Или закройте это окно, чтобы остаться в архиве



Новости Центральной Азии

Режиссер ташкентского театра "Ильхом" Марк Вайль: "Фестиваль - это сферы влияния"

27.11.2003 00:00 msk, Беседу вела Ирина Алпатова

История

5 декабря в Театре имени Моссовета состоится премьера спектакля "Дамская война" по пьесе Эжена Скриба в постановке Марка Вайля, создателя и бессменного руководителя легендарного ташкентского Театра "Ильхом", неоднократно работавшего и в столице. Малоизвестная пьеса в Москве ставилась всего однажды и очень давно - в Театре Корша. Для новой версии спектакля Р.Генкиной сделан свежий перевод. Заняты же в "Дамской войне" любимцы публики Евгения Крюкова, Валерий Яременко, Александр Яцко, Ирина Максимкина и другие артисты. Но Скриб стал лишь предлогом для нашего разговора с Марком ВАЙЛЕМ, режиссером, способным оценить и проанализировать состояние современного театрального процесса как в России, так и за ее пределами.

- Марк Яковлевич, на фоне неуемной любви к новой драме ваше обращение к архаичному и "буржуазному" драматургу кажется странным. Чем же он вас так привлек именно сегодня?

- Хотя бы тем, что современная драматургия, которая, кстати, мне очень интересна, не занимает сегодня пространство больших сцен. Она отобрала свою аудиторию для малых пространств. И возникает закономерный вопрос: а что же играть на большой сцене? Она тоже сегодня находится в поисках на грани крайностей. Возникает тенденция, что там должны остаться якобы мюзиклы, а драма уйдет в некие пространства средней величины.
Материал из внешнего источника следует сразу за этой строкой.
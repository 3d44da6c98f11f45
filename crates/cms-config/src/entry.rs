//! Typed cache entries.
//!
//! A [`ConfigEntry`] is one `KEY:TYPE=VALUE` setting of the build tool's
//! cache. Entries come from three places: the tool's cache, the kit, and
//! the initial parameters handed to the first configure run.

use std::fmt;

use serde::{Deserialize, Serialize};

/// Type of a cache entry.
///
/// # Examples
///
/// ```
/// use cms_config::ConfigType;
///
/// assert_eq!(ConfigType::from_type_string("PATH"), ConfigType::DirPath);
/// assert_eq!(ConfigType::from_type_string("bogus"), ConfigType::Uninitialized);
/// assert_eq!(ConfigType::FilePath.as_type_string(), "FILEPATH");
/// ```
#[derive(Debug, Clone, Copy, PartialEq, Eq, Hash, Default, Serialize, Deserialize)]
#[serde(rename_all = "snake_case")]
pub enum ConfigType {
    /// `BOOL`
    Bool,
    /// `FILEPATH`
    FilePath,
    /// `PATH`
    DirPath,
    /// `STRING`
    String,
    /// `INTERNAL`, never shown to the user.
    Internal,
    /// `STATIC`, never passed back to the tool.
    Static,
    /// `UNINITIALIZED`, also used for unknown type strings.
    #[default]
    Uninitialized,
}

impl ConfigType {
    /// Maps a cache type string. Unknown strings map to
    /// [`ConfigType::Uninitialized`].
    #[must_use]
    pub fn from_type_string(value: &str) -> Self {
        match value {
            "BOOL" => Self::Bool,
            "STRING" => Self::String,
            "FILEPATH" => Self::FilePath,
            "PATH" => Self::DirPath,
            "STATIC" => Self::Static,
            "INTERNAL" => Self::Internal,
            _ => Self::Uninitialized,
        }
    }

    /// Returns the cache type string.
    #[inline]
    #[must_use]
    pub const fn as_type_string(self) -> &'static str {
        match self {
            Self::Bool => "BOOL",
            Self::FilePath => "FILEPATH",
            Self::DirPath => "PATH",
            Self::String => "STRING",
            Self::Internal => "INTERNAL",
            Self::Static => "STATIC",
            Self::Uninitialized => "UNINITIALIZED",
        }
    }

    /// Returns `true` for types the configuration view hides.
    #[inline]
    #[must_use]
    pub const fn is_hidden(self) -> bool {
        matches!(self, Self::Internal | Self::Static)
    }
}

impl fmt::Display for ConfigType {
    fn fmt(&self, f: &mut fmt::Formatter<'_>) -> fmt::Result {
        f.write_str(self.as_type_string())
    }
}

/// One cache entry.
///
/// Equality looks at the key, value, unset flag and initial flag only; type,
/// documentation and the advanced flag do not take part.
#[derive(Debug, Clone, Default, Eq, Serialize, Deserialize)]
pub struct ConfigEntry {
    /// Variable name.
    pub key: String,
    /// Raw value.
    pub value: String,
    /// Declared type.
    pub entry_type: ConfigType,
    /// Marked `-ADVANCED` in the cache.
    pub is_advanced: bool,
    /// Belongs to the initial parameters rather than the live cache.
    pub is_initial: bool,
    /// Scheduled for removal with `-U`.
    pub is_unset: bool,
    /// Present in the tool's last reported cache.
    pub in_tool_cache: bool,
    /// Allowed values, from the matching `-STRINGS` entry.
    pub allowed_values: Vec<String>,
    /// Doc string, from the preceding `//` comment.
    pub documentation: String,
}

impl PartialEq for ConfigEntry {
    fn eq(&self, other: &Self) -> bool {
        self.key == other.key
            && self.value == other.value
            && self.is_unset == other.is_unset
            && self.is_initial == other.is_initial
    }
}

impl ConfigEntry {
    /// Creates an entry with a key, type and value.
    #[must_use]
    pub fn new(key: impl Into<String>, entry_type: ConfigType, value: impl Into<String>) -> Self {
        Self {
            key: key.into(),
            value: value.into(),
            entry_type,
            ..Self::default()
        }
    }

    /// Creates an entry that removes `key` from the cache.
    #[must_use]
    pub fn unset(key: impl Into<String>) -> Self {
        Self {
            key: key.into(),
            is_unset: true,
            ..Self::default()
        }
    }

    /// Sets the documentation string.
    #[must_use]
    pub fn with_documentation(mut self, documentation: impl Into<String>) -> Self {
        self.documentation = documentation.into();
        self
    }

    /// Marks the entry as an initial parameter.
    #[must_use]
    pub const fn initial(mut self) -> Self {
        self.is_initial = true;
        self
    }

    /// Parses a `KEY:TYPE=VALUE` or `KEY=VALUE` definition.
    ///
    /// A leading `#` or `//` comment (after optional whitespace) blanks the
    /// line. Lines without `=` or with an empty key yield `None`.
    ///
    /// # Examples
    ///
    /// ```
    /// use cms_config::{ConfigEntry, ConfigType};
    ///
    /// let entry = ConfigEntry::from_definition("CMAKE_BUILD_TYPE:STRING=Debug").unwrap();
    /// assert_eq!(entry.key, "CMAKE_BUILD_TYPE");
    /// assert_eq!(entry.entry_type, ConfigType::String);
    /// assert_eq!(entry.value, "Debug");
    ///
    /// assert!(ConfigEntry::from_definition("  # FOO:BOOL=ON").is_none());
    /// ```
    #[must_use]
    pub fn from_definition(input: &str) -> Option<Self> {
        let line = strip_leading_comment(input);

        let mut first = None;
        let mut colon = None;
        let mut equal = None;
        for (i, c) in line.char_indices() {
            if first.is_none() && !c.is_whitespace() {
                first = Some(i);
            }
            if c == ':' {
                if colon.is_some() {
                    break;
                }
                colon = Some(i);
                continue;
            }
            if c == '=' {
                equal = Some(i);
                break;
            }
        }

        let equal = equal?;
        let first = first.unwrap_or(0);
        let key_end = colon.unwrap_or(equal);
        let key = line.get(first..key_end).unwrap_or_default();
        if key.is_empty() {
            return None;
        }
        let type_string = colon
            .and_then(|c| line.get(c + 1..equal))
            .unwrap_or_default();
        let value = &line[equal + 1..];

        Some(Self::new(
            key,
            ConfigType::from_type_string(type_string),
            value,
        ))
    }

    /// Returns the command-line argument for this entry: `-U<key>` when
    /// unset, `-D<key>:<TYPE>=<value>` otherwise.
    ///
    /// Returns `None` for `STATIC` entries and empty keys.
    #[must_use]
    pub fn to_argument(&self) -> Option<String> {
        if self.key.is_empty() {
            return None;
        }
        if self.is_unset {
            return Some(format!("-U{}", self.key));
        }
        self.to_definition().map(|def| format!("-D{def}"))
    }

    /// Returns the `KEY:TYPE=VALUE` form, or `None` for `STATIC` entries and
    /// empty keys.
    #[must_use]
    pub fn to_definition(&self) -> Option<String> {
        if self.key.is_empty() || self.entry_type == ConfigType::Static {
            return None;
        }
        Some(format!("{}:{}={}", self.key, self.entry_type, self.value))
    }

    /// Interprets the value as a boolean constant.
    #[inline]
    #[must_use]
    pub fn as_bool(&self) -> Option<bool> {
        to_bool(&self.value)
    }
}

fn strip_leading_comment(input: &str) -> &str {
    let trimmed = input.trim_start_matches([' ', '\t']);
    if trimmed.starts_with('#') || trimmed.starts_with("//") {
        ""
    } else {
        input
    }
}

/// Interprets a value as a boolean constant, case-insensitively.
///
/// Follows the tool's `if(<constant>)` rules. Returns `None` for values that
/// are neither true nor false constants.
///
/// # Examples
///
/// ```
/// use cms_config::to_bool;
///
/// assert_eq!(to_bool("on"), Some(true));
/// assert_eq!(to_bool("42"), Some(true));
/// assert_eq!(to_bool("Foo-NOTFOUND"), Some(false));
/// assert_eq!(to_bool(""), Some(false));
/// assert_eq!(to_bool("maybe"), None);
/// ```
#[must_use]
pub fn to_bool(value: &str) -> Option<bool> {
    let v = value.to_ascii_uppercase();
    if matches!(
        v.as_str(),
        "" | "0" | "OFF" | "NO" | "FALSE" | "N" | "IGNORE" | "NOTFOUND"
    ) || v.ends_with("-NOTFOUND")
    {
        return Some(false);
    }
    if matches!(v.as_str(), "1" | "ON" | "YES" | "TRUE" | "Y") || v.parse::<i64>().is_ok() {
        return Some(true);
    }
    None
}

/// Splits a list value at `;`.
///
/// `\;` is an escaped separator and stays in the element. Separators inside
/// `[...]` do not split. Empty elements are dropped unless `keep_empty` is
/// set.
///
/// # Examples
///
/// ```
/// use cms_config::split_value;
///
/// assert_eq!(split_value("a;b\\;c;[d;e]", false), vec!["a", "b;c", "[d;e]"]);
/// assert_eq!(split_value("a;;b", true), vec!["a", "", "b"]);
/// ```
#[must_use]
pub fn split_value(input: &str, keep_empty: bool) -> Vec<String> {
    let mut parts = Vec::new();
    if input.is_empty() {
        return parts;
    }

    let mut nesting = 0_i32;
    let mut current = String::new();
    let mut last = 0;
    let mut chars = input.char_indices().peekable();
    while let Some((i, c)) = chars.next() {
        match c {
            '\\' => {
                if let Some(&(next, ';')) = chars.peek() {
                    current.push_str(&input[last..i]);
                    last = next;
                    chars.next();
                }
            }
            '[' => nesting += 1,
            ']' => nesting -= 1,
            ';' if nesting == 0 => {
                current.push_str(&input[last..i]);
                last = i + 1;
                if !current.is_empty() || keep_empty {
                    parts.push(std::mem::take(&mut current));
                }
            }
            _ => {}
        }
    }
    current.push_str(&input[last..]);
    if !current.is_empty() || keep_empty {
        parts.push(current);
    }
    parts
}
#[cfg(test)]
mod tests {
    use super::*;
    use tokio::io::DuplexStream;

    fn frame(value: &Value) -> String {
        let mut buf = BytesMut::new();
        ServerCodec.encode(value.clone(), &mut buf).unwrap();
        String::from_utf8(buf.to_vec()).unwrap()
    }

    #[test]
    fn test_decode_split_frames() {
        let text = frame(&json!({"type": "hello"})) + &frame(&json!({"type": "signal", "name": "dirty"}));
        let mut codec = ServerCodec;
        let mut buf = BytesMut::new();
        let mut decoded = Vec::new();
        for chunk in text.as_bytes().chunks(7) {
            buf.extend_from_slice(chunk);
            while let Some(value) = codec.decode(&mut buf).unwrap() {
                decoded.push(value);
            }
        }
        assert_eq!(decoded, [json!({"type": "hello"}), json!({"type": "signal", "name": "dirty"})]);
    }

    #[test]
    fn test_decode_skips_noise_before_marker() {
        let mut buf = BytesMut::from("some startup noise\n");
        buf.extend_from_slice(frame(&json!({"type": "hello"})).as_bytes());
        assert_eq!(ServerCodec.decode(&mut buf).unwrap(), Some(json!({"type": "hello"})));
        assert_eq!(ServerCodec.decode(&mut buf).unwrap(), None);
    }

    #[test]
    fn test_decode_invalid_json() {
        let mut buf = BytesMut::from("[== \"CMake Server\" ==[\n{oops\n]== \"CMake Server\" ==]\n");
        assert!(matches!(ServerCodec.decode(&mut buf), Err(CodecError::Json(_))));
    }

    fn codemodel() -> Value {
        json!({"configurations": [{"name": "", "projects": [
            {"name": "Demo", "sourceDirectory": "/s", "targets": [
                {"name": "app", "type": "EXECUTABLE", "sourceDirectory": "/s", "buildDirectory": "/b",
                 "artifacts": ["/b/app"], "fileGroups": [
                    {"language": "CXX", "compileFlags": "-O2", "sources": ["main.cpp"],
                     "includePath": [{"path": "/s/include"}], "defines": ["X=1"]}
                 ]}
            ]},
            {"name": "Sub", "sourceDirectory": "/s/sub", "targets": [
                {"name": "app", "type": "EXECUTABLE", "sourceDirectory": "/s", "buildDirectory": "/b"}
            ]}
        ]}]})
    }

    /// Plays the server side of a session.
    async fn fake_server(io: DuplexStream, fail_configure: bool) {
        let (read, write) = tokio::io::split(io);
        let mut reader = FramedRead::new(read, ServerCodec);
        let mut writer = FramedWrite::new(write, ServerCodec);
        writer
            .send(json!({"type": "hello", "supportedProtocolVersions": [{"major": 1, "minor": 2}]}))
            .await
            .unwrap();

        while let Some(Ok(request)) = reader.next().await {
            let kind = request["type"].as_str().unwrap_or_default().to_owned();
            let cookie = request["cookie"].clone();
            let data = match kind.as_str() {
                "configure" => {
                    assert_eq!(request["cacheArguments"], json!(["", "-DA:BOOL=ON"]));
                    writer
                        .send(json!({"type": "message", "inReplyTo": "configure",
                                     "message": "CMake Error at CMakeLists.txt:3 (message):\n  boom"}))
                        .await
                        .unwrap();
                    if fail_configure {
                        writer
                            .send(json!({"type": "error", "inReplyTo": "configure", "cookie": cookie,
                                         "errorMessage": "Configuration failed."}))
                            .await
                            .unwrap();
                        continue;
                    }
                    json!({})
                }
                "codemodel" => codemodel(),
                "cmakeInputs" => json!({"sourceDirectory": "/s", "buildFiles": [
                    {"isCMake": false, "isTemporary": false, "sources": ["CMakeLists.txt"]}
                ]}),
                "cache" => json!({"cache": [
                    {"key": "CMAKE_BUILD_TYPE", "value": "Debug", "type": "STRING",
                     "properties": {"HELPSTRING": "Build type", "STRINGS": "Debug;Release"}}
                ]}),
                _ => json!({}),
            };
            let mut reply = data.as_object().cloned().unwrap_or_default();
            reply.insert("type".into(), json!("reply"));
            reply.insert("inReplyTo".into(), json!(kind));
            reply.insert("cookie".into(), cookie);
            writer.send(Value::Object(reply)).await.unwrap();
        }
    }

    async fn session(fail_configure: bool) -> (ServerReplies, DiagnosticsParser) {
        let (client, server) = tokio::io::duplex(64 * 1024);
        tokio::spawn(fake_server(server, fail_configure));
        let (read, write) = tokio::io::split(client);
        let mut session = ServerSession::new(read, write, "/b");
        let params = BuildDirParameters::new("/s", "/b");
        session.handshake(&params).await.unwrap();
        let mut parser = DiagnosticsParser::new();
        let replies = session.configure(&["-DA:BOOL=ON".to_owned()], &mut parser).await;
        parser.flush();
        (replies, parser)
    }

    #[tokio::test]
    async fn test_session_reads_all_replies() {
        let (replies, parser) = session(false).await;
        assert!(replies.error.is_none());
        assert_eq!(replies.codemodel.configurations[0].projects.len(), 2);
        assert_eq!(replies.inputs.build_files.len(), 1);
        assert_eq!(replies.cache.len(), 1);
        assert_eq!(replies.cache[0].allowed_values, ["Debug", "Release"]);
        assert_eq!(parser.diagnostics().len(), 1);
    }

    #[tokio::test]
    async fn test_error_still_reads_cache() {
        let (replies, _) = session(true).await;
        let err = replies.error.unwrap();
        assert_eq!(err.to_string(), "Configuration failed.");
        assert_eq!(replies.cache.len(), 1);
        assert!(replies.codemodel.configurations.is_empty());
    }

    #[tokio::test]
    async fn test_connection_lost() {
        let (client, server) = tokio::io::duplex(1024);
        drop(server);
        let (read, write) = tokio::io::split(client);
        let mut session = ServerSession::new(read, write, "/b");
        let err = session.handshake(&BuildDirParameters::new("/s", "/b")).await.unwrap_err();
        assert!(err.to_string().contains("Connection to CMake server lost"));
    }
}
Я вспомнил про некогда сверхблагополучного, знакового драматурга Скриба и решил сыграть с ним в театральную игру. Я уверен, можно сохранить на сцене Театр, а не так называемый "тип зрелища", который сегодня превалирует и с которым так тесно связаны не новые, по сути, поиски новой режиссуры. Я только что посмотрел "Гамлета" Жолдака. И понимаю, что все ищут энергии, зрелища любыми путями. Прячутся за фонограммами культовых фильмов, увы, за заимствованными приемами. Смотрите, кушайте, наслаждайтесь! Мы дадим вам супертеатральный клип. При этом, естественно, исчезает то, что мы понимаем под словами "живой театр": когда что-то передается от человека к человеку в интересной и живой истории, хорошо и театрально сыгранной. К слову, это получилось, на мой взгляд, в грустном и абсолютно последовательном воплощении "Ревизора" Алвиса Херманиса, также представленном на фестивале NET.

Скриб дает возможность создания стильного сценического произведения. Для меня это важно. Пьеса Скриба абсолютно вневременна, она про мужчину и женщину, про смятение чувств. Она стопроцентно драматургически выстроена. И этим невольно провоцирует полемику с многими авторами новой драматургии. Есть замечательные современные пьесы, в них есть замечательные диалоги и интересные сцены, но порой просто обескураживает их несделанность, и появляется неловкость за "пьесу, которой нет" и которую не в состоянии вытянуть даже хорошие актеры.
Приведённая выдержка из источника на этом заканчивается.